Below are records. Find each line in them that holds the word "monitor" and copy it.

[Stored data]
####

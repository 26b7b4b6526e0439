//! # resource_pool
//!
//! Bounded, thread-safe pool for expensive external resources such as
//! database connections, sockets or file handles.
//!
//! ## Features
//!
//! - Hard capacity limit with lock-free slot reservation
//! - Blocking `acquire` with a per-call deadline, plus an async bridge
//! - Health check on reuse; broken resources are closed and replaced
//! - Automatic return of resources via RAII (Drop trait)
//! - Reset hook run on every release (e.g. transaction rollback)
//! - Background leak monitor for resources held too long
//! - Time-to-live and idle-timeout retirement
//! - Pool warm-up/pre-population
//! - Health status, metrics and Prometheus export
//! - Structured logging through `tracing`
//!
//! ## Quick Start
//!
//! ```rust
//! use resource_pool::{Pool, PoolConfiguration, ResourceFactory};
//! use std::io;
//! use std::time::Duration;
//!
//! struct Connections;
//!
//! impl ResourceFactory for Connections {
//!     type Resource = String;
//!     type Error = io::Error;
//!
//!     fn create(&self) -> io::Result<String> {
//!         Ok("connected".to_string())
//!     }
//!
//!     fn is_healthy(&self, conn: &mut String, _timeout: Duration) -> bool {
//!         conn.as_str() == "connected"
//!     }
//! }
//!
//! let pool = Pool::new(Connections, PoolConfiguration::default()).unwrap();
//! {
//!     let conn = pool.acquire().unwrap();
//!     println!("Got: {}", conn.as_str());
//!     // Resource automatically returned when `conn` goes out of scope
//! }
//! pool.shutdown();
//! ```

mod config;
mod errors;
mod eviction;
mod factory;
mod handle;
mod health;
mod leak;
mod metrics;
mod pool;

pub use config::PoolConfiguration;
pub use errors::{PoolError, PoolResult};
pub use eviction::EvictionPolicy;
pub use factory::ResourceFactory;
pub use handle::{HandleId, PooledHandle};
pub use health::HealthStatus;
pub use leak::LeakWarning;
pub use metrics::{MetricsExporter, PoolMetrics};
pub use pool::Pool;
impl<F: ResourceFactory> PoolInner<F> {
    pub(crate) fn is_closed(&self) -> bool {
        self.closed.load(Ordering::SeqCst)
    }

    pub(crate) fn in_use_entries(&self) -> Vec<(HandleId, Instant)> {
        self.in_use.iter().map(|entry| (*entry.key(), *entry.value())).collect()
    }

    /// Claim one unit of capacity, failing if the pool is full
    fn try_reserve(&self) -> bool {
        self.size
            .fetch_update(Ordering::SeqCst, Ordering::SeqCst, |size| {
                (size < self.capacity).then_some(size + 1)
            })
            .is_ok()
    }

    /// Give back a reservation that did not turn into a live resource
    fn unreserve(&self) {
        self.size.fetch_sub(1, Ordering::SeqCst);
        self.notify_one();
    }

    /// Create a resource for a reservation the caller already holds
    fn create_reserved(&self) -> PoolResult<Slot<F::Resource>> {
        match self.factory.create() {
            Ok(raw) => {
                let id = HandleId(self.next_id.fetch_add(1, Ordering::Relaxed));
                MetricsTracker::incr(&self.metrics.created);
                info!(pool = %self.config.name, handle = %id, "New resource");
                Ok(Slot::new(id, raw))
            }
            Err(err) => {
                self.unreserve();
                MetricsTracker::incr(&self.metrics.factory_failures);
                warn!(pool = %self.config.name, error = %err, "Failed to create resource");
                Err(PoolError::factory(err))
            }
        }
    }

    /// Decide whether an idle resource may be handed out again
    fn validate_idle(&self, mut slot: Slot<F::Resource>) -> Option<Slot<F::Resource>> {
        if slot.meta.is_expired(&self.eviction) {
            debug!(pool = %self.config.name, handle = %slot.id, "Retiring expired resource");
            self.really_close(slot);
            return None;
        }

        if self.factory.is_healthy(&mut slot.raw, self.config.validation_timeout) {
            return Some(slot);
        }

        MetricsTracker::incr(&self.metrics.validation_failures);
        warn!(
            pool = %self.config.name,
            handle = %slot.id,
            age_ms = slot.meta.age().as_millis() as u64,
            "Dropping failed resource"
        );
        self.really_close(slot);
        None
    }

    fn hand_out(self: &Arc<Self>, slot: Slot<F::Resource>) -> PooledHandle<F> {
        let now = Instant::now();
        self.in_use.insert(slot.id, now);
        MetricsTracker::incr(&self.metrics.acquired);
        debug!(pool = %self.config.name, handle = %slot.id, "Resource checked out");
        PooledHandle::new(slot, now, Arc::clone(self))
    }

    fn acquire(self: &Arc<Self>, timeout: Duration) -> PoolResult<PooledHandle<F>> {
        let start = Instant::now();
        let deadline = start
            .checked_add(timeout)
            .unwrap_or_else(|| start + UNBOUNDED_WAIT);

        loop {
            if self.is_closed() {
                return Err(PoolError::PoolClosed);
            }

            if let Some(slot) = self.free.pop() {
                // An evicted resource frees a slot, so fall through to the reservation step
                if let Some(slot) = self.validate_idle(slot) {
                    return self.finish_checkout(slot);
                }
                continue;
            }

            if self.try_reserve() {
                let slot = self.create_reserved()?;
                return self.finish_checkout(slot);
            }

            let mut guard = self.signal.lock();
            loop {
                if self.is_closed() {
                    return Err(PoolError::PoolClosed);
                }
                if self.has_room() {
                    break;
                }
                if self.available.wait_until(&mut guard, deadline).timed_out() {
                    if self.has_room() {
                        break;
                    }
                    return Err(self.timed_out(timeout));
                }
            }
        }
    }

    /// Hand out a resource unless the pool was shut down while it was being
    /// validated or created. Serialized with `shutdown` through the signal lock.
    fn finish_checkout(self: &Arc<Self>, slot: Slot<F::Resource>) -> PoolResult<PooledHandle<F>> {
        let guard = self.signal.lock();
        if self.is_closed() {
            drop(guard);
            debug!(pool = %self.config.name, handle = %slot.id, "Pool closed during checkout");
            self.really_close(slot);
            return Err(PoolError::PoolClosed);
        }
        let handle = self.hand_out(slot);
        drop(guard);
        Ok(handle)
    }

    fn has_room(&self) -> bool {
        !self.free.is_empty() || self.size.load(Ordering::SeqCst) < self.capacity
    }

    fn timed_out(&self, timeout: Duration) -> PoolError {
        MetricsTracker::incr(&self.metrics.acquire_timeouts);
        debug!(pool = %self.config.name, timeout_ms = timeout.as_millis() as u64, "Acquire timed out");
        PoolError::AcquireTimeout(timeout)
    }

    /// Return protocol for a released handle
    pub(crate) fn recycle(&self, mut slot: Slot<F::Resource>, broken: bool) {
        if self.in_use.remove(&slot.id).is_none() {
            warn!(pool = %self.config.name, handle = %slot.id, "Released resource was not checked out");
        }
        MetricsTracker::incr(&self.metrics.released);

        if self.is_closed() {
            self.really_close(slot);
            return;
        }

        if broken {
            MetricsTracker::incr(&self.metrics.validation_failures);
            warn!(pool = %self.config.name, handle = %slot.id, "Discarding resource marked broken");
            self.really_close(slot);
            return;
        }

        if let Err(err) = self.factory.reset(&mut slot.raw) {
            MetricsTracker::incr(&self.metrics.validation_failures);
            warn!(pool = %self.config.name, handle = %slot.id, error = %err, "Failed to reset resource");
            self.really_close(slot);
            return;
        }

        if self.config.validate_on_return
            && !self.factory.is_healthy(&mut slot.raw, self.config.validation_timeout)
        {
            MetricsTracker::incr(&self.metrics.validation_failures);
            warn!(pool = %self.config.name, handle = %slot.id, "Dropping failed resource on return");
            self.really_close(slot);
            return;
        }

        if slot.meta.is_past_ttl(&self.eviction) {
            debug!(pool = %self.config.name, handle = %slot.id, "Retiring expired resource");
            self.really_close(slot);
            return;
        }

        slot.meta.touch();
        let id = slot.id;
        if let Err(slot) = self.free.push(slot) {
            self.really_close(slot);
            return;
        }
        debug!(pool = %self.config.name, handle = %id, "Resource returned");
        self.notify_one();

        // A shutdown that drained the free set before our push left this resource behind
        if self.is_closed() {
            self.drain_free();
        }
    }

    /// Drop a detached resource from the books without closing it
    pub(crate) fn forget(&self, id: HandleId) {
        self.in_use.remove(&id);
        debug!(pool = %self.config.name, handle = %id, "Resource detached from pool");
        self.unreserve();
    }

    /// Permanently close a raw resource and free its slot
    fn really_close(&self, slot: Slot<F::Resource>) {
        info!(
            pool = %self.config.name,
            handle = %slot.id,
            age_ms = slot.meta.age().as_millis() as u64,
            "Closing resource"
        );
        if let Err(err) = self.factory.close(slot.raw) {
            warn!(pool = %self.config.name, handle = %slot.id, error = %err, "Failed to close resource");
        }
        MetricsTracker::incr(&self.metrics.closed);
        self.unreserve();
    }

    fn drain_free(&self) {
        while let Some(slot) = self.free.pop() {
            self.really_close(slot);
        }
    }

    fn notify_one(&self) {
        let _guard = self.signal.lock();
        self.available.notify_one();
    }

    fn notify_all(&self) {
        let _guard = self.signal.lock();
        self.available.notify_all();
    }

    fn warmup(&self, count: usize) -> PoolResult<usize> {
        let mut created = 0;
        for _ in 0..count.min(self.capacity) {
            if self.is_closed() {
                return Err(PoolError::PoolClosed);
            }
            if !self.try_reserve() {
                break;
            }
            let slot = self.create_reserved()?;
            if let Err(slot) = self.free.push(slot) {
                self.really_close(slot);
                break;
            }
            self.notify_one();
            if self.is_closed() {
                self.drain_free();
                return Err(PoolError::PoolClosed);
            }
            created += 1;
        }
        Ok(created)
    }

    fn shutdown(&self) {
        {
            let _guard = self.signal.lock();
            if self.closed.swap(true, Ordering::SeqCst) {
                return;
            }
        }
        info!(pool = %self.config.name, "Shutting down pool");

        let monitor = self.monitor.lock().take();
        if let Some(monitor) = monitor {
            monitor.stop();
        }

        self.drain_free();
        self.notify_all();

        let outstanding = self.in_use.len();
        if outstanding > 0 {
            info!(
                pool = %self.config.name,
                outstanding,
                "Resources still checked out will be closed on release"
            );
        }
    }
}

####

## [Result of the task]
//! - Background leak monitor for resources held too long
        let monitor = self.monitor.lock().take();
        if let Some(monitor) = monitor {
            monitor.stop();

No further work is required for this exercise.